Die Regeln des Genres spielt die Autorin gegen sich selbst aus, indem sie sie offenlegt. Derart ausdauernd wird der Leser durch immer neue Deutungsmöglichkeiten verführt, daß er endlich auch seinen eigenen Augen nicht mehr traut - bis zur Unlesbarkeit der Welt in "Das Zittern des Fälschers", wo alles möglich scheint und nichts mehr gewiß ist. In virtuoser Spannungsregie spielen diese Experimentalromane mit der Verwandtschaft von Verbrechensplanung und Romanerfindung, von Komplott und Plot. So entwickelt Bruno seine Idee zweier scheinbar unmotivierter Morde über Kreuz, als ginge es um den Einfall zu einer Kriminalgeschichte - in genauer Umkehrung der tatsächlichen Entstehung des Romans, in dem er auftritt. Der arme Robert muß im "Schrei der Eule" für einen Mord büßen, der nie stattgefunden, den er sich aber momentlang ausgemalt hat. Der seinem Modell folgende "Geschichtenerzähler" wird dann, im gleichnamigen Roman von 1965, bloß den aufgerollten Teppich zu früher Morgenstunde vergraben und sich dabei, halb aus Rachsucht, halb um seines entstehenden Buches willen, nur der Vorstellung hingeben, er habe seine erschlagene Ehefrau darin versteckt. Wie kann er ahnen, daß er dabei heimlich beobachtet wird und daß die Frau von einem Ausflug einfach nicht zurückkehrt?
Fortwährend verschwimmen die Grenzen zwischen Wirklichkeit und Wahn, und im Schlingern der Signifikanten gibt es nirgends einen verläßlichen Halt. Immerfort müssen die Protagonisten das Verhalten aller anderen deuten, ohne doch jemals Gewißheit erlangen zu können.
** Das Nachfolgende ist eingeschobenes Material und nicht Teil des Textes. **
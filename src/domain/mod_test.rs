use glam::DVec3;

use super::*;

fn halton(mut i: usize, base: usize) -> f64 {
  let mut f = 1.0;
  let mut r = 0.0;
  while i > 0 {
    f /= base as f64;
    r += f * (i % base) as f64;
    i /= base;
  }
  r
}

fn blob(center: DVec3, n: usize, scale: f64, id0: i64, seed: usize) -> Vec<Particle> {
  (0..n)
    .map(|i| {
      let j = seed + i;
      let off = DVec3::new(
        halton(j + 1, 2) - 0.5,
        halton(j + 1, 3) - 0.5,
        halton(j + 1, 5) - 0.5,
      ) * scale;
      Particle::dark(id0 + i as i64, center + off, DVec3::ZERO, 1.0)
    })
    .collect()
}

fn cfg(workers: usize) -> SearchConfig {
  let mut cfg = SearchConfig::default();
  cfg.ellphys = 0.5;
  cfg.halo_min_size = 20;
  cfg.num_workers = workers;
  cfg
}

/// Three well-separated blobs along x, sliced across 3 slabs.
fn three_blobs() -> Vec<Particle> {
  let mut parts = blob(DVec3::ZERO, 100, 1.5, 0, 0);
  parts.extend(blob(DVec3::new(20.0, 0.0, 0.0), 150, 1.5, 100, 1000));
  parts.extend(blob(DVec3::new(40.0, 0.0, 0.0), 60, 1.0, 250, 2000));
  parts
}

#[test]
fn test_matches_serial_result() {
  let parts = three_blobs();
  let serial = distributed_fof(&cfg(1), &parts).unwrap();
  let distributed = distributed_fof(&cfg(3), &parts).unwrap();
  assert_eq!(serial.ngroups, 3);
  assert_eq!(distributed.ngroups, 3);
  // identical labels: both order by size with id tie-break
  assert_eq!(serial.pfof, distributed.pfof);
}

/// A group straddling a slab boundary must close across workers.
#[test]
fn test_group_across_slab_boundary() {
  // one elongated chain along x: every slab cut crosses it
  let parts: Vec<Particle> = (0..300)
    .map(|i| {
      Particle::dark(
        i as i64,
        DVec3::new(0.1 * i as f64, 0.0, 0.0),
        DVec3::ZERO,
        1.0,
      )
    })
    .collect();
  let out = distributed_fof(&cfg(4), &parts).unwrap();
  assert_eq!(out.ngroups, 1, "chain must survive the decomposition");
  assert!(out.pfof.iter().all(|&g| g == 1));
}

#[test]
fn test_undersized_fragments_are_dropped() {
  // 10-particle clump: below halo_min_size even though local floors
  // keep it alive mid-flight
  let mut parts = blob(DVec3::ZERO, 100, 2.0, 0, 0);
  parts.extend(blob(DVec3::new(30.0, 0.0, 0.0), 10, 0.5, 100, 5000));
  let out = distributed_fof(&cfg(2), &parts).unwrap();
  assert_eq!(out.ngroups, 1);
  assert!(out.pfof[100..].iter().all(|&g| g == 0));
}

#[test]
fn test_owner_is_home_of_lowest_id() {
  let parts = three_blobs();
  let out = distributed_fof(&cfg(3), &parts).unwrap();
  for g in 1..=out.ngroups {
    let lowest = (0..parts.len())
      .filter(|&i| out.pfof[i] == g)
      .map(|i| parts[i].id)
      .min()
      .unwrap();
    // recompute the home slab of that particle
    let slabs = decompose(&parts, 3);
    let idx = parts.iter().position(|p| p.id == lowest).unwrap();
    let home = slabs.iter().position(|s| s.owned.contains(&idx)).unwrap();
    assert_eq!(out.group_owner[g], home, "group {g}");
  }
}

#[test]
fn test_periodic_wrap_across_first_and_last_slab() {
  let mut cfg = cfg(3);
  cfg.period = 30.0;
  cfg.ellphys = 0.4;
  cfg.halo_min_size = 10;
  // cluster wrapped around x = 0 / x = 30, plus a separate mid-box blob
  let mut parts: Vec<Particle> = (0..60)
    .map(|i| {
      let x = (29.0 + 0.05 * i as f64) % 30.0;
      Particle::dark(i as i64, DVec3::new(x, 15.0, 15.0), DVec3::ZERO, 1.0)
    })
    .collect();
  parts.extend(blob(DVec3::new(15.0, 15.0, 15.0), 50, 1.0, 60, 9000));
  let out = distributed_fof(&cfg, &parts).unwrap();
  assert_eq!(out.ngroups, 2);
  // the wrapped chain is one group
  let g = out.pfof[0];
  assert!(g > 0);
  assert!((0..60).all(|i| out.pfof[i] == g), "wrap-around group split");
}

#[test]
fn test_empty_and_single_worker_paths() {
  let parts: Vec<Particle> = Vec::new();
  let out = distributed_fof(&cfg(4), &parts).unwrap();
  assert_eq!(out.ngroups, 0);

  let parts = blob(DVec3::ZERO, 50, 2.0, 0, 0);
  let one = distributed_fof(&cfg(1), &parts).unwrap();
  assert_eq!(one.ngroups, 1);
}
Von den anderen hängt ihr Leben ab; sie müssen nur auf die kleinen Signale achten und richtig reagieren, sonst wird das Tor geschlossen, das doch nur für sie bestimmt war. Aber woher sollen sie wissen, worin überhaupt das Signal bestand? Wie die Helden Kafkas, so erleben auch die der Patricia Highsmith diese Unsicherheit als ihre eigene Schande, und auch sie sterben, als solle diese Scham sie überleben.
Nicht nur die Umgebung der Helden aber folgt einer undurchschaubaren Logik, auch ihre eigenen Handlungen und Reaktionen tun das. Der heimliche Held aller Highsmith-Romane ist das unberechenbare Ich. Es kann lautlos zerfallen wie in "Ediths Tagebuch", es kann sich mit dem eines anderen verwechseln wie beim talentierten Mr. Ripley und seinen Opfern, und es kann zum Doppelgänger des Feindes werden wie bei den Gegenspielern Bruno und Guy. Wenn Bruno einmal vom notwendigen Gegenstück jedes Menschen schwadroniert, dann klingt das platonische Gleichnis von der Zwei-Einheit des androgynen Urwesens wieder an. Nur daß jetzt aus den Liebesvereinigungen die Morde geworden sind, aus den Küssen die Bisse: "Irgendwo auf der Welt liegt er im Hinterhalt und wartet auf Sie." Wer aber nicht weiß, wer er ist und wo genau die eigenen Persönlichkeitsgrenzen verlaufen, der muß lernen, sich zu verkleiden, andere Identitäten anzunehmen. Und er muß, wenn es sich nicht vermeiden läßt, leider auch deren ursprüngliche Träger zum Verschwinden bringen.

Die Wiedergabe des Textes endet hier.